__Task statement__. Copy the lines below that contain "presenter".

═════ Input ═════

mod commands;
mod config;
mod data;
mod logging;
mod poller;
mod presenter;
mod prompt;
mod theme;
mod ui;

use std::future::Future;
use std::io::{self, IsTerminal};
use std::path::PathBuf;
use std::time::Duration;

use clap::{Parser, Subcommand};
use color_eyre::eyre::Result;
use color_eyre::Section;

use commands::monitor::MonitorOptions;
use config::{ConfigError, LogLevel, SourceKind, UserConfig};
use logging::LogMode;

#[derive(Debug, Clone, Copy, Subcommand)]
enum ConfigCommands {
    /// Print the current configuration (default)
    Show,

    /// Set up Home Assistant and test the connection
    #[command(alias = "homeassistant")]
    Ha,

    /// Set up a Kasa smart plug, optionally picking one from a network scan
    Kasa,

    /// Restrict the config directory to your user (0700 dir, 0600 files)
    FixPermissions,

    /// Print the config file path
    Path,
}

#[derive(Debug, Subcommand)]
enum Commands {
    /// Show or change configuration
    Config {
        #[command(subcommand)]
        command: Option<ConfigCommands>,
    },
}

/// Watch smart-plug power usage from the terminal
///
/// Reads a TP-Link Kasa plug directly or any power sensor through Home Assistant.
#[derive(Debug, Parser)]
#[command(name = "wattwise", version, verbatim_doc_comment)]
struct Cli {
    #[command(subcommand)]
    command: Option<Commands>,

    /// Keep polling and show a live chart
    #[arg(short, long)]
    watch: bool,

    /// Seconds between polls when watching
    #[arg(short, long, default_value_t = 1, value_parser = clap::value_parser!(u64).range(1..=60))]
    interval: u64,

    /// Also show current (amperes) when the source reports it
    #[arg(short, long)]
    current: bool,

    /// Print only the watt value, one line per reading
    #[arg(long)]
    raw: bool,

    /// Force a data source instead of the configured one
    #[arg(short, long, value_enum)]
    source: Option<SourceKind>,

    /// Minutes of history used for chart trends
    #[arg(short, long, value_parser = clap::value_parser!(u64).range(1..=60))]
    minutes: Option<u64>,

    /// Scan the local network for Kasa plugs and exit
    #[arg(long)]
    discover: bool,

    /// Show synthetic readings instead of contacting a device
    #[arg(long)]
    mock: bool,

    /// Seconds to wait for discovery replies
    #[arg(long, default_value_t = 5, value_parser = clap::value_parser!(u64).range(1..=60))]
    discover_timeout: u64,

    /// Log level (off, error, warn, info, debug, trace)
    #[arg(long, global = true, value_enum)]
    log_level: Option<LogLevel>,
}

fn main() -> Result<()> {
    color_eyre::install()?;

    let cli = Cli::parse();
    block_on_and_exit(run(cli))?
}

/// Runs `future` on a current-thread runtime, then drops the runtime without
/// waiting for blocking tasks. A cancelled Home Assistant request can still be
/// parked on the blocking pool and must not hold up exit.
fn block_on_and_exit<F: Future>(future: F) -> io::Result<F::Output> {
    let runtime = tokio::runtime::Builder::new_current_thread()
        .enable_all()
        .build()?;
    let output = runtime.block_on(future);
    runtime.shutdown_background();
    Ok(output)
}

async fn run(cli: Cli) -> Result<()> {
    let loaded = UserConfig::load();
    let level = loaded
        .as_ref()
        .map(|config| config.log_level)
        .unwrap_or_default();

    if let Some(Commands::Config { command }) = cli.command {
        let _guard = logging::init(level, LogMode::Stderr, cli.log_level);
        return match command.unwrap_or(ConfigCommands::Show) {
            ConfigCommands::Show => commands::config::show(),
            ConfigCommands::Ha => commands::config::setup_home_assistant().await,
            ConfigCommands::Kasa => commands::config::setup_kasa().await,
            ConfigCommands::FixPermissions => commands::config::fix_permissions(),
            ConfigCommands::Path => commands::config::path(),
        };
    }

    if cli.discover {
        let _guard = logging::init(level, LogMode::Stderr, cli.log_level);
        let timeout = Duration::from_secs(cli.discover_timeout);
        return commands::discover::run(timeout).await;
    }

    let chart = cli.watch && !cli.raw && io::stdout().is_terminal();
    let mode = if chart { LogMode::File } else { LogMode::Stderr };
    let _guard = logging::init(level, mode, cli.log_level);

    let config = match startup(loaded, cli.raw, prompt::is_interactive(), cli.mock)? {
        Startup::Ready(config) => config,
        Startup::FirstRun(path) => commands::config::first_run(&path).await?,
    };

    let options = MonitorOptions {
        watch: cli.watch,
        interval: Duration::from_secs(cli.interval),
        show_current: cli.current,
        raw: cli.raw,
        chart,
        source: cli.source,
        trend_minutes: cli.minutes,
        mock: cli.mock,
    };
    commands::monitor::run(&config, &options).await
}

#[derive(Debug)]
enum Startup {
    Ready(UserConfig),
    /// No config yet and someone at the keyboard to set one up.
    FirstRun(PathBuf),
}

fn startup(
    loaded: Result<UserConfig, ConfigError>,
    raw: bool,
    interactive: bool,
    mock: bool,
) -> Result<Startup> {
    match loaded {
        Ok(config) => Ok(Startup::Ready(config)),
        Err(ConfigError::Missing(_)) if mock => Ok(Startup::Ready(UserConfig::default())),
        Err(ConfigError::Missing(path)) if !raw && interactive => Ok(Startup::FirstRun(path)),
        Err(e @ ConfigError::Missing(_)) => Err(e).suggestion(
            "Run `wattwise config ha` or `wattwise config kasa` to create a configuration",
        ),
        Err(e) => Err(e.into()),
    }
}

#[cfg(test)]
mod tests {
    use std::net::TcpListener;
    use std::time::Instant;

    use clap::CommandFactory;
    use wattwise_sources::homeassistant::{HomeAssistantConfig, HomeAssistantSource};

    use super::*;
    use crate::data::Backend;
    use crate::poller::{self, Mode};
    use crate::presenter::RawPresenter;

    fn missing() -> Result<UserConfig, ConfigError> {
        Err(ConfigError::Missing(PathBuf::from("/nonexistent/wattwise/config.toml")))
    }

    fn is_missing(report: &color_eyre::eyre::Report) -> bool {
        matches!(report.downcast_ref::<ConfigError>(), Some(ConfigError::Missing(_)))
    }

    #[test]
    fn test_missing_config_without_terminal_is_an_error() {
        let err = startup(missing(), false, false, false).unwrap_err();
        assert!(is_missing(&err), "{err:?}");
    }

    #[test]
    fn test_missing_config_in_raw_mode_is_an_error() {
        let err = startup(missing(), true, true, false).unwrap_err();
        assert!(is_missing(&err), "{err:?}");
    }

    #[test]
    fn test_missing_config_on_terminal_starts_setup() {
        assert!(matches!(
            startup(missing(), false, true, false).unwrap(),
            Startup::FirstRun(_)
        ));
    }

    #[test]
    fn test_mock_runs_without_config() {
        let Startup::Ready(config) = startup(missing(), true, false, true).unwrap() else {
            panic!("expected defaults");
        };
        assert_eq!(config, UserConfig::default());
    }

    #[test]
    fn test_invalid_config_is_never_replaced() {
        let err = startup(Err(ConfigError::Invalid("bad".into())), false, true, true).unwrap_err();
        assert!(matches!(
            err.downcast_ref::<ConfigError>(),
            Some(ConfigError::Invalid(_))
        ));
    }

    #[test]
    fn test_cancel_during_stalled_request_exits_promptly() {
        // Accepts connections through the backlog but never answers.
        let listener = TcpListener::bind("127.0.0.1:0").unwrap();
        let addr = listener.local_addr().unwrap();

        let config = HomeAssistantConfig {
            timeout: Duration::from_secs(10),
            ..HomeAssistantConfig::new(format!("http://{addr}"), "token", "sensor.desk_power")
        };
        let mut backend = Backend::HomeAssistant(HomeAssistantSource::new(config).unwrap());
        let mut presenter = RawPresenter::new(Vec::new());

        let started = Instant::now();
        let summary = block_on_and_exit(poller::run(
            &mut backend,
            &mut presenter,
            Mode::Continuous {
                interval: Duration::from_secs(1),
            },
            async { tokio::time::sleep(Duration::from_millis(200)).await },
        ))
        .unwrap()
        .unwrap();

        assert!(summary.cancelled);
        assert_eq!(summary.readings, 0);
        assert!(
            started.elapsed() < Duration::from_secs(3),
            "took {:?}",
            started.elapsed()
        );
        drop(listener);
    }

    #[test]
    fn test_mock_flag() {
        let cli = Cli::try_parse_from(["wattwise", "--mock", "-w"]).unwrap();
        assert!(cli.mock);
        assert!(cli.watch);
    }

    #[test]
    fn test_cli_definition() {
        Cli::command().debug_assert();
    }

    #[test]
    fn test_interval_bounds() {
        assert!(Cli::try_parse_from(["wattwise", "-w", "-i", "60"]).is_ok());
        assert!(Cli::try_parse_from(["wattwise", "-w", "-i", "0"]).is_err());
        assert!(Cli::try_parse_from(["wattwise", "-w", "-i", "61"]).is_err());
    }

    #[test]
    fn test_source_values() {
        let cli = Cli::try_parse_from(["wattwise", "--source", "ha", "--raw"]).unwrap();
        assert_eq!(cli.source, Some(SourceKind::HomeAssistant));
        assert!(cli.raw);

        let cli = Cli::try_parse_from(["wattwise", "-s", "kasa"]).unwrap();
        assert_eq!(cli.source, Some(SourceKind::Kasa));
    }

    #[test]
    fn test_config_subcommand_defaults_to_show() {
        let cli = Cli::try_parse_from(["wattwise", "config"]).unwrap();
        assert!(matches!(cli.command, Some(Commands::Config { command: None })));

        let cli = Cli::try_parse_from(["wattwise", "config", "fix-permissions"]).unwrap();
        assert!(matches!(
            cli.command,
            Some(Commands::Config {
                command: Some(ConfigCommands::FixPermissions)
            })
        ));
    }
}
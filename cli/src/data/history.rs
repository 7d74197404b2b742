use std::collections::VecDeque;
use std::time::Duration;

use chrono::{DateTime, Local};
use wattwise_sources::Reading;

const MIN_CAPACITY: usize = 2;

/// Bounded ring buffer of readings for the chart view.
#[derive(Debug, Clone)]
pub struct History {
    points: VecDeque<Reading>,
    capacity: usize,
}

/// Summary of the readings inside a trend window.
#[derive(Debug, Clone, Copy, PartialEq)]
pub struct TrendStats {
    pub min: f64,
    pub max: f64,
    pub avg: f64,
    pub samples: usize,
}

impl TrendStats {
    /// Energy used in one hour at the average draw.
    pub fn kwh_per_hour(&self) -> f64 {
        self.avg / 1000.0
    }

    pub fn kwh_per_day(&self) -> f64 {
        self.kwh_per_hour() * 24.0
    }
}

impl History {
    pub fn new(capacity: usize) -> Self {
        let capacity = capacity.max(MIN_CAPACITY);
        Self {
            points: VecDeque::with_capacity(capacity),
            capacity,
        }
    }

    pub fn record(&mut self, reading: Reading) {
        if self.points.len() >= self.capacity {
            self.points.pop_front();
        }
        self.points.push_back(reading);
    }

    pub fn len(&self) -> usize {
        self.points.len()
    }

    pub fn capacity(&self) -> usize {
        self.capacity
    }

    pub fn latest(&self) -> Option<&Reading> {
        self.points.back()
    }

    /// Seconds since the oldest point, paired with watts.
    pub fn chart_points(&self) -> Vec<(f64, f64)> {
        let Some(first) = self.points.front() else {
            return Vec::new();
        };
        self.points
            .iter()
            .map(|p| {
                let offset = (p.timestamp - first.timestamp).num_milliseconds() as f64 / 1000.0;
                (offset.max(0.0), p.watts)
            })
            .collect()
    }

    /// Time covered by the buffer, in seconds.
    pub fn span_secs(&self) -> f64 {
        match (self.points.front(), self.points.back()) {
            (Some(first), Some(last)) => {
                ((last.timestamp - first.timestamp).num_milliseconds() as f64 / 1000.0).max(0.0)
            }
            _ => 0.0,
        }
    }

    /// Y-axis bounds with some headroom above the peak.
    pub fn value_range(&self) -> (f64, f64) {
        let max = self.points.iter().map(|p| p.watts).fold(10.0_f64, f64::max);
        (0.0, max * 1.2)
    }

    /// Min, max and mean over readings no older than `window` before `now`.
    pub fn trend(&self, window: Duration, now: DateTime<Local>) -> Option<TrendStats> {
        let window = chrono::Duration::from_std(window).unwrap_or(chrono::Duration::MAX);
        let cutoff = now.checked_sub_signed(window);

        let mut stats: Option<TrendStats> = None;
        let mut sum = 0.0;
        for point in self
            .points
            .iter()
            .filter(|p| cutoff.is_none_or(|cutoff| p.timestamp >= cutoff))
        {
            sum += point.watts;
            stats = Some(match stats {
                None => TrendStats {
                    min: point.watts,
                    max: point.watts,
                    avg: 0.0,
                    samples: 1,
                },
                Some(s) => TrendStats {
                    min: s.min.min(point.watts),
                    max: s.max.max(point.watts),
                    avg: 0.0,
                    samples: s.samples + 1,
                },
            });
        }

        stats.map(|s| TrendStats {
            avg: sum / s.samples as f64,
            ..s
        })
    }
}

#[cfg(test)]
mod tests {
    use chrono::TimeZone;

    use super::*;

    fn at(secs: i64, watts: f64) -> Reading {
        let base = Local.with_ymd_and_hms(2024, 3, 1, 12, 0, 0).unwrap();
        Reading::at(watts, None, base + chrono::Duration::seconds(secs)).unwrap()
    }

    #[test]
    fn test_evicts_oldest() {
        let mut history = History::new(3);
        for (i, w) in [10.0, 20.0, 30.0, 40.0].into_iter().enumerate() {
            history.record(at(i as i64, w));
        }

        assert_eq!(history.len(), 3);
        let watts: Vec<f64> = history.chart_points().iter().map(|p| p.1).collect();
        assert_eq!(watts, vec![20.0, 30.0, 40.0]);
        assert_eq!(history.chart_points()[0].0, 0.0);
        assert_eq!(history.span_secs(), 2.0);
    }

    #[test]
    fn test_capacity_floor() {
        assert_eq!(History::new(0).capacity(), 2);
    }

    #[test]
    fn test_trend_window() {
        let mut history = History::new(100);
        history.record(at(0, 1000.0));
        history.record(at(400, 100.0));
        history.record(at(500, 300.0));

        let now = at(600, 0.0).timestamp;
        let stats = history.trend(Duration::from_secs(300), now).unwrap();

        assert_eq!(stats.samples, 2);
        assert_eq!(stats.min, 100.0);
        assert_eq!(stats.max, 300.0);
        assert_eq!(stats.avg, 200.0);
        assert!((stats.kwh_per_hour() - 0.2).abs() < 1e-12);
    }

    #[test]
    fn test_trend_empty() {
        let history = History::new(10);
        assert!(history.trend(Duration::from_secs(60), Local::now()).is_none());
    }

    #[test]
    fn test_value_range_headroom() {
        let mut history = History::new(10);
        let (low, high) = history.value_range();
        assert_eq!(low, 0.0);
        assert!((high - 12.0).abs() < 1e-9);

        history.record(at(0, 500.0));
        assert!((history.value_range().1 - 600.0).abs() < 1e-9);
    }
}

═════

__Task result__.
mod presenter;
    use crate::presenter::RawPresenter;
        let mut presenter = RawPresenter::new(Vec::new());
            &mut presenter,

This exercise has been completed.